Supplied data
--- START ---

//! Per-strategy outcome of an engine run.

use std::fmt;

use super::account::{AccountSnapshot, LedgerEntry};
use super::arithmetic::{ArithmeticContext, Value};
use super::currency::Currency;
use super::error::{AccountError, StrategyExecutionError};
use super::strategy::TradeIntent;

#[derive(Debug, Clone, Copy, PartialEq, Eq)]
pub enum RunStatus {
    Completed,
    StrategyFailed,
    Cancelled,
}

impl RunStatus {
    pub fn as_str(&self) -> &'static str {
        match self {
            RunStatus::Completed => "completed",
            RunStatus::StrategyFailed => "strategy_failed",
            RunStatus::Cancelled => "cancelled",
        }
    }
}

impl fmt::Display for RunStatus {
    fn fmt(&self, f: &mut fmt::Formatter<'_>) -> fmt::Result {
        f.write_str(self.as_str())
    }
}

/// An intent the account rejected; the simulation carried on without it.
#[derive(Debug, Clone, PartialEq)]
pub struct TradeFailure {
    pub window: usize,
    pub step: usize,
    pub intent: TradeIntent,
    pub error: AccountError,
}

/// Mark-to-market value of the account after a window, in the base currency.
#[derive(Debug, Clone, Copy, PartialEq)]
pub struct EquityPoint {
    pub window: usize,
    pub step: usize,
    pub value: Value,
}

#[derive(Debug, Clone, PartialEq)]
pub struct RunResult {
    pub strategy_id: String,
    pub status: RunStatus,
    pub base_currency: Currency,
    pub initial_deposit: Value,
    pub final_snapshot: AccountSnapshot,
    pub history: Vec<LedgerEntry>,
    pub trade_failures: Vec<TradeFailure>,
    pub equity_curve: Vec<EquityPoint>,
    pub windows_processed: usize,
    pub error: Option<StrategyExecutionError>,
}

impl RunResult {
    pub fn is_failed(&self) -> bool {
        self.status == RunStatus::StrategyFailed
    }

    pub fn final_balance(&self, ctx: &ArithmeticContext, currency: &Currency) -> Value {
        self.final_snapshot
            .balance(currency)
            .copied()
            .unwrap_or_else(|| ctx.zero())
    }
}

/// Results in strategy declaration order.
#[derive(Debug, Clone, Default, PartialEq)]
pub struct RunResults {
    results: Vec<RunResult>,
}

impl RunResults {
    pub fn new(results: Vec<RunResult>) -> Self {
        Self { results }
    }

    pub fn get(&self, strategy_id: &str) -> Option<&RunResult> {
        self.results.iter().find(|r| r.strategy_id == strategy_id)
    }

    pub fn contains(&self, strategy_id: &str) -> bool {
        self.get(strategy_id).is_some()
    }

    pub fn ids(&self) -> impl Iterator<Item = &str> {
        self.results.iter().map(|r| r.strategy_id.as_str())
    }

    pub fn iter(&self) -> std::slice::Iter<'_, RunResult> {
        self.results.iter()
    }

    pub fn len(&self) -> usize {
        self.results.len()
    }

    pub fn is_empty(&self) -> bool {
        self.results.is_empty()
    }

    pub fn failed(&self) -> impl Iterator<Item = &RunResult> {
        self.results.iter().filter(|r| r.is_failed())
    }

    pub fn into_vec(self) -> Vec<RunResult> {
        self.results
    }
}

impl<'a> IntoIterator for &'a RunResults {
    type Item = &'a RunResult;
    type IntoIter = std::slice::Iter<'a, RunResult>;

    fn into_iter(self) -> Self::IntoIter {
        self.results.iter()
    }
}

impl IntoIterator for RunResults {
    type Item = RunResult;
    type IntoIter = std::vec::IntoIter<RunResult>;

    fn into_iter(self) -> Self::IntoIter {
        self.results.into_iter()
    }
}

--- END ---

Task
Retype, exactly as written, each line from the one containing "pub fn failed(&self)" through the last line of the listing above, and leave out all other lines.

Solution to this exercise
    pub fn failed(&self) -> impl Iterator<Item = &RunResult> {
        self.results.iter().filter(|r| r.is_failed())
    }

    pub fn into_vec(self) -> Vec<RunResult> {
        self.results
    }
}

impl<'a> IntoIterator for &'a RunResults {
    type Item = &'a RunResult;
    type IntoIter = std::slice::Iter<'a, RunResult>;

    fn into_iter(self) -> Self::IntoIter {
        self.results.iter()
    }
}

impl IntoIterator for RunResults {
    type Item = RunResult;
    type IntoIter = std::vec::IntoIter<RunResult>;

    fn into_iter(self) -> Self::IntoIter {
        self.results.into_iter()
    }
}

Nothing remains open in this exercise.